INSTRUCTIONS TO FOLLOW: Copy out all of the material. Every line must match the original.

LISTED ENTRIES:
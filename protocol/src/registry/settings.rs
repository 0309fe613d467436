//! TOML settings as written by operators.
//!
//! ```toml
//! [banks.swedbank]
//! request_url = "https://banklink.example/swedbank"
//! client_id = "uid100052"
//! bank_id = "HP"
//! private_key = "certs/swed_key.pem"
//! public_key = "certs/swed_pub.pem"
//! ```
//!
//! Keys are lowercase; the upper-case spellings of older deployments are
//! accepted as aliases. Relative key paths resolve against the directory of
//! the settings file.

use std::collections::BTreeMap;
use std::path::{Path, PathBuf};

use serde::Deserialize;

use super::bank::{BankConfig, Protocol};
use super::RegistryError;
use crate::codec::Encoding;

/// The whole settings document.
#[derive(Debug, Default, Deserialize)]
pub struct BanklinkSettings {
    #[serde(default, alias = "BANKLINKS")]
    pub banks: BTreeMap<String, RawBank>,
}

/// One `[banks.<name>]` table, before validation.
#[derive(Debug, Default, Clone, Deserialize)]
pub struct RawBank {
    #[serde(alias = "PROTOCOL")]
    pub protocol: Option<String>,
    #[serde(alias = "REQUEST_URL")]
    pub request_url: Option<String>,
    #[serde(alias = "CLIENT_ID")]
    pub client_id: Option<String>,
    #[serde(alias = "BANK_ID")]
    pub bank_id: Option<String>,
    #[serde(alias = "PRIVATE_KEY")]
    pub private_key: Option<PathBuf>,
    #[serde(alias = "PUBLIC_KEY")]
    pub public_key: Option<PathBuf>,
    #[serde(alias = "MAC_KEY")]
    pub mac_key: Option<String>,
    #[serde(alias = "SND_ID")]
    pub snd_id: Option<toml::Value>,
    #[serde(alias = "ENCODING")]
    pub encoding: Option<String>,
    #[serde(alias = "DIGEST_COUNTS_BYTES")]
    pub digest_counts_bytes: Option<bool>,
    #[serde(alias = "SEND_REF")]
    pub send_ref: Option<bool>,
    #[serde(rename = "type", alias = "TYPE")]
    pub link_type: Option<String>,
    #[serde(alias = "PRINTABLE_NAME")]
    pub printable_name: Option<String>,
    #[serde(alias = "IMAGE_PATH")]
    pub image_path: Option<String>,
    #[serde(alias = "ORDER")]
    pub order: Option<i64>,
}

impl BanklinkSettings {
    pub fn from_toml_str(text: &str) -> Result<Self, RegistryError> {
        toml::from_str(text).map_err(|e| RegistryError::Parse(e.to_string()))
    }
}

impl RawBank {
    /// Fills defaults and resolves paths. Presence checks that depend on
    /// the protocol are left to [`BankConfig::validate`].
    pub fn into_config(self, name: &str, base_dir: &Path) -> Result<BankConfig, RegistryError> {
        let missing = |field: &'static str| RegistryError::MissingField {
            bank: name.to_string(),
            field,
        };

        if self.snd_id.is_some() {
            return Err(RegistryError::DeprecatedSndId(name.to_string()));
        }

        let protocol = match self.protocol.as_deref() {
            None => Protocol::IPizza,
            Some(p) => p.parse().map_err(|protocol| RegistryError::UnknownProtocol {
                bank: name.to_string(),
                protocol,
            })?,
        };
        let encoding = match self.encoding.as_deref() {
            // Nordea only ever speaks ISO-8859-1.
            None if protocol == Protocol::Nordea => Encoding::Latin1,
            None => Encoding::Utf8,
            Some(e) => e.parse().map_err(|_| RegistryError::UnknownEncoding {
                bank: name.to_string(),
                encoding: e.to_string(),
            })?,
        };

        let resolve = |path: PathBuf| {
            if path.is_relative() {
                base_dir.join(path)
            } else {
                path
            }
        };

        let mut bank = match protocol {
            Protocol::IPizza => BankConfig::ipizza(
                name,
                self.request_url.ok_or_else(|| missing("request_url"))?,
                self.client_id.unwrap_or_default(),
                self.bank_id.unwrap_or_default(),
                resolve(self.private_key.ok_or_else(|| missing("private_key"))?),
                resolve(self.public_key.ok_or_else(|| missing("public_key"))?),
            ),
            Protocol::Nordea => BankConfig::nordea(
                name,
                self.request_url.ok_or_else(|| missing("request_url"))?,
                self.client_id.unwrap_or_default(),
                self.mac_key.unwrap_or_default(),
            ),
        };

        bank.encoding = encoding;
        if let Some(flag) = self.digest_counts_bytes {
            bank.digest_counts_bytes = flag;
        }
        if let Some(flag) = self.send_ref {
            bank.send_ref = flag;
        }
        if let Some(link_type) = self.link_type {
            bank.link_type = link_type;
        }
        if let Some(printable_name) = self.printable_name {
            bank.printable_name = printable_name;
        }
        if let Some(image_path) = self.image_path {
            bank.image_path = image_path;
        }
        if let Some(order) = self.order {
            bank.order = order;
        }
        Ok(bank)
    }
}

COMPLETED EXERCISE:
filename protocol/src/registry/settings.rs
repository 0309fe613d467436
//! TOML settings as written by operators.
//!
//! ```toml
//! [banks.swedbank]
//! request_url = "https://banklink.example/swedbank"
//! client_id = "uid100052"
//! bank_id = "HP"
//! private_key = "certs/swed_key.pem"
//! public_key = "certs/swed_pub.pem"
//! ```
//!
//! Keys are lowercase; the upper-case spellings of older deployments are
//! accepted as aliases. Relative key paths resolve against the directory of
//! the settings file.

use std::collections::BTreeMap;
use std::path::{Path, PathBuf};

use serde::Deserialize;

use super::bank::{BankConfig, Protocol};
use super::RegistryError;
use crate::codec::Encoding;

/// The whole settings document.
#[derive(Debug, Default, Deserialize)]
pub struct BanklinkSettings {
    #[serde(default, alias = "BANKLINKS")]
    pub banks: BTreeMap<String, RawBank>,
}

/// One `[banks.<name>]` table, before validation.
#[derive(Debug, Default, Clone, Deserialize)]
pub struct RawBank {
    #[serde(alias = "PROTOCOL")]
    pub protocol: Option<String>,
    #[serde(alias = "REQUEST_URL")]
    pub request_url: Option<String>,
    #[serde(alias = "CLIENT_ID")]
    pub client_id: Option<String>,
    #[serde(alias = "BANK_ID")]
    pub bank_id: Option<String>,
    #[serde(alias = "PRIVATE_KEY")]
    pub private_key: Option<PathBuf>,
    #[serde(alias = "PUBLIC_KEY")]
    pub public_key: Option<PathBuf>,
    #[serde(alias = "MAC_KEY")]
    pub mac_key: Option<String>,
    #[serde(alias = "SND_ID")]
    pub snd_id: Option<toml::Value>,
    #[serde(alias = "ENCODING")]
    pub encoding: Option<String>,
    #[serde(alias = "DIGEST_COUNTS_BYTES")]
    pub digest_counts_bytes: Option<bool>,
    #[serde(alias = "SEND_REF")]
    pub send_ref: Option<bool>,
    #[serde(rename = "type", alias = "TYPE")]
    pub link_type: Option<String>,
    #[serde(alias = "PRINTABLE_NAME")]
    pub printable_name: Option<String>,
    #[serde(alias = "IMAGE_PATH")]
    pub image_path: Option<String>,
    #[serde(alias = "ORDER")]
    pub order: Option<i64>,
}

impl BanklinkSettings {
    pub fn from_toml_str(text: &str) -> Result<Self, RegistryError> {
        toml::from_str(text).map_err(|e| RegistryError::Parse(e.to_string()))
    }
}

impl RawBank {
    /// Fills defaults and resolves paths. Presence checks that depend on
    /// the protocol are left to [`BankConfig::validate`].
    pub fn into_config(self, name: &str, base_dir: &Path) -> Result<BankConfig, RegistryError> {
        let missing = |field: &'static str| RegistryError::MissingField {
            bank: name.to_string(),
            field,
        };

        if self.snd_id.is_some() {
            return Err(RegistryError::DeprecatedSndId(name.to_string()));
        }

        let protocol = match self.protocol.as_deref() {
            None => Protocol::IPizza,
            Some(p) => p.parse().map_err(|protocol| RegistryError::UnknownProtocol {
                bank: name.to_string(),
                protocol,
            })?,
        };
        let encoding = match self.encoding.as_deref() {
            // Nordea only ever speaks ISO-8859-1.
            None if protocol == Protocol::Nordea => Encoding::Latin1,
            None => Encoding::Utf8,
            Some(e) => e.parse().map_err(|_| RegistryError::UnknownEncoding {
                bank: name.to_string(),
                encoding: e.to_string(),
            })?,
        };

        let resolve = |path: PathBuf| {
            if path.is_relative() {
                base_dir.join(path)
            } else {
                path
            }
        };

        let mut bank = match protocol {
            Protocol::IPizza => BankConfig::ipizza(
                name,
                self.request_url.ok_or_else(|| missing("request_url"))?,
                self.client_id.unwrap_or_default(),
                self.bank_id.unwrap_or_default(),
                resolve(self.private_key.ok_or_else(|| missing("private_key"))?),
                resolve(self.public_key.ok_or_else(|| missing("public_key"))?),
            ),
            Protocol::Nordea => BankConfig::nordea(
                name,
                self.request_url.ok_or_else(|| missing("request_url"))?,
                self.client_id.unwrap_or_default(),
                self.mac_key.unwrap_or_default(),
            ),
        };

        bank.encoding = encoding;
        if let Some(flag) = self.digest_counts_bytes {
            bank.digest_counts_bytes = flag;
        }
        if let Some(flag) = self.send_ref {
            bank.send_ref = flag;
        }
        if let Some(link_type) = self.link_type {
            bank.link_type = link_type;
        }
        if let Some(printable_name) = self.printable_name {
            bank.printable_name = printable_name;
        }
        if let Some(image_path) = self.image_path {
            bank.image_path = image_path;
        }
        if let Some(order) = self.order {
            bank.order = order;
        }
        Ok(bank)
    }
}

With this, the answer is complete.